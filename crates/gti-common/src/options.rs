//! Runtime configuration for inference sessions.

use crate::limits;
use serde::{Deserialize, Serialize};

/// Options that control how inference behaves.
///
/// The defaults match the modern source level. [`InferenceOptions::legacy`]
/// turns on the raw-type leniency older source levels need, and
/// [`InferenceOptions::strict`] disables every lenient path.
#[derive(Clone, Debug, PartialEq, Eq, Serialize, Deserialize)]
#[serde(rename_all = "camelCase", default)]
pub struct InferenceOptions {
    /// Accept `Raw <: G<α>` by instantiating nothing instead of failing.
    ///
    /// The session is flagged as using unchecked conversion when this fires.
    pub raw_type_leniency: bool,
    /// Allow unchecked conversion during compatibility reduction.
    pub allow_unchecked_conversion: bool,
    /// Re-check every solved bound against the final substitution.
    pub verify_solutions: bool,
    pub max_incorporation_rounds: u32,
    pub max_resolution_rounds: u32,
    pub max_nested_depth: u32,
}

impl Default for InferenceOptions {
    fn default() -> Self {
        InferenceOptions {
            raw_type_leniency: false,
            allow_unchecked_conversion: true,
            verify_solutions: true,
            max_incorporation_rounds: limits::MAX_INCORPORATION_ROUNDS,
            max_resolution_rounds: limits::MAX_RESOLUTION_ROUNDS,
            max_nested_depth: limits::MAX_NESTED_SESSION_DEPTH,
        }
    }
}

impl InferenceOptions {
    /// Pre-generics-era compatibility: raw leniency on, everything else default.
    pub fn legacy() -> Self {
        InferenceOptions {
            raw_type_leniency: true,
            ..Self::default()
        }
    }

    /// No leniency of any kind.
    pub fn strict() -> Self {
        InferenceOptions {
            raw_type_leniency: false,
            allow_unchecked_conversion: false,
            verify_solutions: true,
            ..Self::default()
        }
    }
}

#[cfg(test)]
#[path = "../tests/options_tests.rs"]
mod tests;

◆ Exercise
Your answer should be a single number: the count of lines in the entries that hold the string "impl".

◆ Answer to this exercise
2